Germán e Pita apenas conseguiram o apuramento há menos de um mês, na Islândia, quando o mexicano já começava a perder a esperança - e a conta bancária quase batia no zero ("só pude comprar viagem de ida..."). "Então, Pita disse-me "luta mais um dia, irmão, luta até ao fim". Esse tornou-se o nosso lema, que repetíamos todas as manhãs", contou. O espírito de equipa fez efeito: ambos se apuraram in extremis.

Dessa forma, Germán pôde marcar presença na Coreia do Sul -ao lado dos compatriotas Robert Franco (esqui freestyle), Rodolfo Dickson e Sarah Schleper -, tornando-se o mais icónico sucessor de Hubertus zu Hohenlohe-Langenburg, o esquiador de origem alemã que foi corpo e alma dos desportos de inverno no México entre Sarajevo 1984 e Sochi 2014. Rico (de ascendência real) e extravagante (em 2010, competiu vestido à pistoleiro, em 2014, equipado à mariachi), zu Hohenlohe-Langenburg teve direitos aos seus 15 minutos de fama, repartidos por seis edições dos Jogos Olímpicos de inverno (a última, já com 55 anos). No entanto, nunca terá sido aclamado como Madrazo ontem ao cortar da meta.
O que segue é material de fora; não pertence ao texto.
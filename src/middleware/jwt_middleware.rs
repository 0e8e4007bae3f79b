/// JWT Authentication Middleware
///
/// Accepts a token from the `Authorization: Bearer` header or from the access
/// URL query parameter. A token is accepted only while its signature and
/// expiry check pass and, for revocable tokens, while it is still registered
/// under its own subject. Accepted claims are injected into request
/// extensions for route handlers.

use actix_web::{
    dev::{forward_ready, Service, ServiceRequest, ServiceResponse, Transform},
    web, Error, HttpMessage,
};
use futures::future::LocalBoxFuture;
use std::collections::HashMap;
use std::rc::Rc;
use std::sync::Arc;

use crate::auth::TokenCodec;
use crate::error::{AppError, AuthError, TokenError};
use crate::registry::TokenRegistry;
use crate::triggers::TriggerDispatcher;

#[derive(Clone)]
pub struct JwtMiddleware {
    codec: Arc<TokenCodec>,
    registry: Arc<dyn TokenRegistry>,
    dispatcher: Arc<dyn TriggerDispatcher>,
    query_param: String,
}

impl JwtMiddleware {
    pub fn new(
        codec: Arc<TokenCodec>,
        registry: Arc<dyn TokenRegistry>,
        dispatcher: Arc<dyn TriggerDispatcher>,
        query_param: impl Into<String>,
    ) -> Self {
        Self {
            codec,
            registry,
            dispatcher,
            query_param: query_param.into(),
        }
    }
}

impl<S, B> Transform<S, ServiceRequest> for JwtMiddleware
where
    S: Service<ServiceRequest, Response = ServiceResponse<B>, Error = Error> + 'static,
    S::Future: 'static,
    B: 'static,
{
    type Response = ServiceResponse<B>;
    type Error = Error;
    type InitError = ();
    type Transform = JwtMiddlewareService<S>;
    type Future = std::future::Ready<Result<Self::Transform, Self::InitError>>;

    fn new_transform(&self, service: S) -> Self::Future {
        std::future::ready(Ok(JwtMiddlewareService {
            service: Rc::new(service),
            config: self.clone(),
        }))
    }
}

pub struct JwtMiddlewareService<S> {
    service: Rc<S>,
    config: JwtMiddleware,
}

impl<S> JwtMiddlewareService<S> {
    fn extract_token(&self, req: &ServiceRequest) -> Option<String> {
        let from_header = req
            .headers()
            .get("Authorization")
            .and_then(|h| h.to_str().ok())
            .and_then(|h| h.strip_prefix("Bearer "))
            .map(|t| t.trim().to_string());

        from_header.or_else(|| {
            web::Query::<HashMap<String, String>>::from_query(req.query_string())
                .ok()
                .and_then(|q| q.get(&self.config.query_param).cloned())
        })
    }
}

impl<S, B> Service<ServiceRequest> for JwtMiddlewareService<S>
where
    S: Service<ServiceRequest, Response = ServiceResponse<B>, Error = Error> + 'static,
    S::Future: 'static,
    B: 'static,
{
    type Response = ServiceResponse<B>;
    type Error = Error;
    type Future = LocalBoxFuture<'static, Result<Self::Response, Self::Error>>;

    forward_ready!(service);

    fn call(&self, req: ServiceRequest) -> Self::Future {
        let token = self.extract_token(&req);
        let service = self.service.clone();
        let config = self.config.clone();

        Box::pin(async move {
            let token = match token {
                Some(token) if !token.is_empty() => token,
                _ => {
                    tracing::warn!("Missing or invalid Authorization header");
                    return Err(AppError::Auth(AuthError::MissingToken).into());
                }
            };

            let claims = match config.codec.decode(&token) {
                Ok(claims) => claims,
                Err(TokenError::Expired) => {
                    dispatch_expiry_trigger(&config, &token).await;
                    return Err(AppError::Auth(AuthError::TokenExpired).into());
                }
                Err(e) => {
                    tracing::warn!("JWT validation failed: {}", e);
                    return Err(AppError::Auth(AuthError::TokenInvalid).into());
                }
            };

            if claims.revocable
                && !config
                    .registry
                    .contains(claims.subject_id, &token)
                    .await
                    .map_err(AppError::from)?
            {
                tracing::warn!(subject_id = claims.subject_id, "Revoked token presented");
                return Err(AppError::Auth(AuthError::TokenRevoked).into());
            }

            tracing::debug!(subject_id = claims.subject_id, "JWT validated successfully");
            req.extensions_mut().insert(claims);

            service.call(req).await
        })
    }
}

/// Hand the trigger of an expired but authentic, still-registered token to the dispatcher
async fn dispatch_expiry_trigger(config: &JwtMiddleware, token: &str) {
    let claims = match config.codec.decode_ignoring_expiry(token) {
        Ok(claims) => claims,
        Err(_) => return,
    };

    let Some(actions) = claims.trigger.as_ref().filter(|a| !a.is_empty()) else {
        return;
    };

    if claims.revocable {
        match config.registry.contains(claims.subject_id, token).await {
            Ok(true) => {}
            Ok(false) => return,
            Err(e) => {
                tracing::error!(subject_id = claims.subject_id, error = %e, "Registry lookup failed");
                return;
            }
        }
    }

    config.dispatcher.dispatch(claims.subject_id, actions);
}

#[cfg(test)]
mod tests {
    use super::*;
    use crate::auth::Claims;
    use crate::configuration::JwtSettings;
    use crate::registry::MemoryTokenRegistry;
    use crate::triggers::tests::RecordingDispatcher;
    use actix_web::http::StatusCode;
    use actix_web::{test, App, HttpResponse};

    async fn whoami(claims: web::ReqData<Claims>) -> HttpResponse {
        HttpResponse::Ok().body(claims.subject_id.to_string())
    }

    fn codec() -> Arc<TokenCodec> {
        Arc::new(
            TokenCodec::new(&JwtSettings {
                secret: "test-secret-key-at-least-32-characters-long".to_string(),
                issuer: "test".to_string(),
                algorithm: "HS256".to_string(),
                registry_limit: 10,
                query_param: "jwt".to_string(),
                refresh_ttl: None,
            })
            .unwrap(),
        )
    }

    fn token(codec: &TokenCodec, subject_id: i64, expires_in: i64, trigger: Option<Vec<String>>) -> String {
        let now = chrono::Utc::now().timestamp();
        codec
            .encode(&Claims {
                subject_id,
                revocable: true,
                refreshable: false,
                exp: now + expires_in,
                iat: now,
                iss: "test".to_string(),
                trigger,
                jti: Some(uuid::Uuid::new_v4().to_string()),
            })
            .unwrap()
    }

    struct Fixture {
        codec: Arc<TokenCodec>,
        registry: Arc<MemoryTokenRegistry>,
        dispatcher: Arc<RecordingDispatcher>,
    }

    impl Fixture {
        fn new() -> Self {
            Self {
                codec: codec(),
                registry: Arc::new(MemoryTokenRegistry::new(10)),
                dispatcher: Arc::new(RecordingDispatcher::default()),
            }
        }

        fn middleware(&self) -> JwtMiddleware {
            JwtMiddleware::new(
                self.codec.clone(),
                self.registry.clone(),
                self.dispatcher.clone(),
                "jwt",
            )
        }
    }

    async fn status_of(fixture: &Fixture, req: test::TestRequest) -> StatusCode {
        let app = test::init_service(
            App::new().service(
                web::scope("/api")
                    .wrap(fixture.middleware())
                    .route("/whoami", web::get().to(whoami)),
            ),
        )
        .await;

        match app.call(req.to_request()).await {
            Ok(res) => res.status(),
            Err(e) => e.as_response_error().status_code(),
        }
    }

    #[actix_web::test]
    async fn test_registered_token_accepted_from_header_and_query() {
        let fixture = Fixture::new();
        let jwt = token(&fixture.codec, 4, 3600, None);
        fixture.registry.register(4, &jwt).await.unwrap();

        let req = test::TestRequest::get()
            .uri("/api/whoami")
            .insert_header(("Authorization", format!("Bearer {}", jwt)));
        assert_eq!(status_of(&fixture, req).await, StatusCode::OK);

        let req = test::TestRequest::get().uri(&format!("/api/whoami?jwt={}", jwt));
        assert_eq!(status_of(&fixture, req).await, StatusCode::OK);
    }

    #[actix_web::test]
    async fn test_unregistered_token_rejected() {
        let fixture = Fixture::new();
        let jwt = token(&fixture.codec, 4, 3600, None);
        // registered under another subject only
        fixture.registry.register(5, &jwt).await.unwrap();

        let req = test::TestRequest::get()
            .uri("/api/whoami")
            .insert_header(("Authorization", format!("Bearer {}", jwt)));
        assert_eq!(status_of(&fixture, req).await, StatusCode::UNAUTHORIZED);
    }

    #[actix_web::test]
    async fn test_missing_token_rejected() {
        let fixture = Fixture::new();
        let req = test::TestRequest::get().uri("/api/whoami");

        assert_eq!(status_of(&fixture, req).await, StatusCode::UNAUTHORIZED);
    }

    #[actix_web::test]
    async fn test_expired_token_dispatches_trigger() {
        let fixture = Fixture::new();
        let jwt = token(&fixture.codec, 4, -60, Some(vec!["lock".to_string()]));
        fixture.registry.register(4, &jwt).await.unwrap();

        let req = test::TestRequest::get()
            .uri("/api/whoami")
            .insert_header(("Authorization", format!("Bearer {}", jwt)));
        assert_eq!(status_of(&fixture, req).await, StatusCode::UNAUTHORIZED);

        let calls = fixture.dispatcher.calls.lock().unwrap();
        assert_eq!(calls.as_slice(), &[(4, vec!["lock".to_string()])]);
    }

    #[actix_web::test]
    async fn test_revoked_expired_token_does_not_dispatch() {
        let fixture = Fixture::new();
        let jwt = token(&fixture.codec, 4, -60, Some(vec!["lock".to_string()]));

        let req = test::TestRequest::get()
            .uri("/api/whoami")
            .insert_header(("Authorization", format!("Bearer {}", jwt)));
        assert_eq!(status_of(&fixture, req).await, StatusCode::UNAUTHORIZED);

        assert!(fixture.dispatcher.calls.lock().unwrap().is_empty());
    }
}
"O olimpismo é isto: dar tudo, tentar tudo... Para nós, que não temos neve nem a experiência que há noutros países, a medalha é garantir a qualificação. A moral desta história é que nunca devemos deixar de lutar e que nunca é demasiado tarde para começar", sublinhou o mexicano, que se tornou um foco de atenção mediática tão forte como o novo tricampeão olímpico.

Portugueses: segue-se Hanse

A aplaudi-lo, ao cortar a meta, estavam quatro outsiders como ele, capazes de proferir a mesma frase (Fernández tinha concluído a prova 17 minutos antes, em 101.º lugar). Kequyen Lam - recorde-se - era um deles: o português (nascido em Macau e de origem vietnamita), que se iniciou no cross-country em 2015, ficou a 20.50,2 minutos do vencedor, na prova que marcou a estreia nacional em PyeongChang.

Arthur Hanse, o outra atleta português presente nesta edição dos Jogos Olímpicos, entra em ação na próxima madrugada (1:15, Eurosport 1, na prova de slalom gigante (esqui alpino). O esquiador voltará competir à 1.15 de quinta-feira, na disciplina de slalom.